Fine Culture was built in a town of 828 people in western Montana. That’s where our studio lives—and where this brand grew from nothing but ideas, risk, and obsession.
Fine Culture started my sophomore year of high school. At first, it was just printed tees through Printify (iykyk). Curiosity turned into obsession, and obsession turned into learning how real manufacturing worked. The first real release was the Fucked Faces Tee. TikTok did what TikTok does, and after a month of tacky videos, we sold 300 shirts.
From there, collections became more intentional. SIGHTS introduced our first recognizable mark—the Crosshairs logo. ARMED WORLD followed with graphic tees, hoodies, and our first hat. Then came COLD KILLER, a fully cohesive drop that proved Fine Culture could feel like a world, not just products.
The summer of my junior year, my mom bought me a $20 sewing machine. That changed everything. I started making 1/1 pieces—experimenting, failing, learning. Some of the best work I’ve ever made came from that machine.
Then things stalled.
After the PEACE AND ANARCHY collection, I hit a wall. No momentum. No money. Too much overthinking. I dropped handmade bags and a $10 tee—sold zero tees. That moment felt like the end.
But it wasn’t.
I knew I wanted to design wilder, more ambitious pieces—and I wanted them manufactured properly. I took almost every dollar I earned working as a grocery store merchandiser and put it into ten samples. Ebony Denim. Drab Trousers. Sage Rage Hoodie. Jakit. Meraki Denim. Crow Denim. A month of nonstop designing with the mindset that if this failed, Fine Culture was over.
Then came TikTok—again.
Thirty-plus videos. No ads. No endorsements. Just belief.

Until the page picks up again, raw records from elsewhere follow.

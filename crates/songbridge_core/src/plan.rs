//! Navigation plans: pure data describing the input for one target song.

use crate::catalog::Song;
use crate::text::GroupKey;
use serde::Serialize;
use std::fmt;
use std::time::Duration;

#[derive(Debug, Clone, Copy, PartialEq, Eq, Hash, Serialize)]
#[serde(tag = "kind", content = "key", rename_all = "kebab-case")]
pub enum InputAction {
    /// Letter shortcut; jumps the cursor to the first entry of that block.
    PressLetter(char),
    QuickJumpNonlatin,
    QuickJumpSymbol,
    MoveUp,
    MoveDown,
    Confirm,
}

impl fmt::Display for InputAction {
    fn fmt(&self, f: &mut fmt::Formatter<'_>) -> fmt::Result {
        match self {
            InputAction::PressLetter(c) => write!(f, "press-letter({})", c),
            InputAction::QuickJumpNonlatin => write!(f, "quick-jump-nonlatin"),
            InputAction::QuickJumpSymbol => write!(f, "quick-jump-symbol"),
            InputAction::MoveUp => write!(f, "move-up"),
            InputAction::MoveDown => write!(f, "move-down"),
            InputAction::Confirm => write!(f, "confirm"),
        }
    }
}

/// One action, pressed `repeat` times with `delay_after` following each press.
#[derive(Debug, Clone, Copy, PartialEq, Eq, Serialize)]
#[serde(rename_all = "camelCase")]
pub struct InputStep {
    pub action: InputAction,
    pub repeat: u32,
    #[serde(rename = "delayAfterMs", with = "crate::millis")]
    pub delay_after: Duration,
}

impl InputStep {
    pub fn new(action: InputAction, delay_after: Duration) -> Self {
        Self::repeated(action, 1, delay_after)
    }

    pub fn repeated(action: InputAction, repeat: u32, delay_after: Duration) -> Self {
        Self {
            action,
            repeat: repeat.max(1),
            delay_after,
        }
    }

    pub fn total_delay(&self) -> Duration {
        self.delay_after.saturating_mul(self.repeat)
    }
}

impl fmt::Display for InputStep {
    fn fmt(&self, f: &mut fmt::Formatter<'_>) -> fmt::Result {
        if self.repeat > 1 {
            write!(f, "{}x{}", self.action, self.repeat)
        } else {
            write!(f, "{}", self.action)
        }
    }
}

/// Diagnostics attached to a plan.
#[derive(Debug, Clone, PartialEq, Eq, Serialize)]
#[serde(rename_all = "camelCase")]
pub struct PlanTrace {
    /// Group whose shortcut the plan enters through.
    pub entry: GroupKey,
    /// Signed distance walked from the entry point; positive is downward.
    pub offset: i64,
    pub total_keys: u32,
    #[serde(rename = "totalDelayMs", with = "crate::millis")]
    pub total_delay: Duration,
}

impl fmt::Display for PlanTrace {
    fn fmt(&self, f: &mut fmt::Formatter<'_>) -> fmt::Result {
        write!(
            f,
            "entry={} offset={:+} keys={} delay={}ms",
            self.entry,
            self.offset,
            self.total_keys,
            self.total_delay.as_millis()
        )
    }
}

#[derive(Debug, Clone, PartialEq, Eq, Serialize)]
#[serde(rename_all = "camelCase")]
pub struct NavigationPlan {
    pub song: Song,
    pub steps: Vec<InputStep>,
    pub trace: PlanTrace,
}

impl NavigationPlan {
    /// Assemble a plan and derive its trace from the steps.
    pub fn new(song: Song, steps: Vec<InputStep>, entry: GroupKey, offset: i64) -> Self {
        let trace = PlanTrace {
            entry,
            offset,
            total_keys: steps.iter().fold(0u32, |n, s| n.saturating_add(s.repeat)),
            total_delay: steps
                .iter()
                .fold(Duration::ZERO, |d, s| d.saturating_add(s.total_delay())),
        };
        Self { song, steps, trace }
    }

    pub fn total_key_presses(&self) -> u32 {
        self.trace.total_keys
    }

    pub fn total_delay(&self) -> Duration {
        self.trace.total_delay
    }

    /// Steps expanded into single presses, in execution order.
    pub fn key_sequence(&self) -> impl Iterator<Item = (usize, InputStep)> + '_ {
        self.steps
            .iter()
            .enumerate()
            .flat_map(|(index, step)| (0..step.repeat).map(move |_| (index, *step)))
    }
}

impl fmt::Display for NavigationPlan {
    fn fmt(&self, f: &mut fmt::Formatter<'_>) -> fmt::Result {
        let steps: Vec<String> = self.steps.iter().map(ToString::to_string).collect();
        write!(f, "{} -> [{}]", self.song.title, steps.join(", "))
    }
}

#[cfg(test)]
mod tests {
    use super::*;

    fn song() -> Song {
        Song {
            id: None,
            title: "Binary Star".into(),
            normalized_title: "binarystar".into(),
            group_key: GroupKey::Letter('b'),
            sequence_index: 2,
            position: 3,
        }
    }

    #[test]
    fn test_trace_totals() {
        let plan = NavigationPlan::new(
            song(),
            vec![
                InputStep::new(InputAction::PressLetter('b'), Duration::from_millis(150)),
                InputStep::repeated(InputAction::MoveDown, 2, Duration::from_millis(50)),
            ],
            GroupKey::Letter('b'),
            2,
        );
        assert_eq!(plan.total_key_presses(), 3);
        assert_eq!(plan.total_delay(), Duration::from_millis(250));
        assert_eq!(plan.trace.to_string(), "entry=b offset=+2 keys=3 delay=250ms");
        assert_eq!(plan.to_string(), "Binary Star -> [press-letter(b), move-downx2]");
    }

    #[test]
    fn test_totals_saturate_instead_of_overflowing() {
        let step = InputStep::repeated(InputAction::MoveDown, u32::MAX, Duration::MAX);
        assert_eq!(step.total_delay(), Duration::MAX);

        let plan = NavigationPlan::new(song(), vec![step, step], GroupKey::Letter('b'), 2);
        assert_eq!(plan.total_delay(), Duration::MAX);
        assert_eq!(plan.total_key_presses(), u32::MAX);
    }

    #[test]
    fn test_key_sequence_expands_repeats() {
        let plan = NavigationPlan::new(
            song(),
            vec![
                InputStep::new(InputAction::PressLetter('b'), Duration::ZERO),
                InputStep::repeated(InputAction::MoveDown, 2, Duration::ZERO),
            ],
            GroupKey::Letter('b'),
            2,
        );
        let indexes: Vec<usize> = plan.key_sequence().map(|(i, _)| i).collect();
        assert_eq!(indexes, vec![0, 1, 1]);
    }

    #[test]
    fn test_repeat_is_at_least_one() {
        let step = InputStep::repeated(InputAction::MoveUp, 0, Duration::ZERO);
        assert_eq!(step.repeat, 1);
    }

    #[test]
    fn test_step_serialization() {
        let step = InputStep::new(InputAction::PressLetter('b'), Duration::from_millis(120));
        let json = serde_json::to_value(step).unwrap();
        assert_eq!(
            json,
            serde_json::json!({
                "action": {"kind": "press-letter", "key": "b"},
                "repeat": 1,
                "delayAfterMs": 120
            })
        );
        let json = serde_json::to_value(InputStep::new(InputAction::Confirm, Duration::ZERO)).unwrap();
        assert_eq!(json["action"], serde_json::json!({"kind": "confirm"}));
    }
}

The Sage Rage Hoodie dropped first. Release weekend, we sold 98 hoodies. Over $10,000 in sales—organic. After three years, that was the first time it felt like the brand was actually becoming what I envisioned.
Then came Ebony Denim.
On March 15th, after shoveling snow off the deck, I prepped the site. Thirty minutes before release, there were 300 people waiting. That day we did $50,000 in gross preorder sales.
That moment changed everything.
It proved that I could design what I genuinely loved—and people would connect with it too. Since then, we’ve fulfilled over 15,000 orders.
Fine Culture isn’t slowing down.
We’re just getting started.
ENTRY 2
December 14 — 11:32 PM
Writing where I left off.
Five minutes ago we hit order #15,737. I’ve started using order numbers as a way to track time. Feels more real than dates.
Black Friday went good this year. Not perfect, but good. Learned a lot about what works and what absolutely doesn’t. It’s obvious I can’t keep moving the same way if I want Fine Culture to keep growing. My role has to change. My priorities too.
Not really sure what my headspace will be like when I write the next entry. Curious if I’ll read this back and feel different.
This year was a lot of relearning. A lot of change. Looking at how far FC has come is still kind of crazy. It feels unreal, but at the same time it always felt like it was supposed to happen.
Weird feeling living inside something that used to be just an idea.
On to the next one.
On to the next one.
ENTRY 3 -
Date/Time - TBD
Do something wrong. Do something right.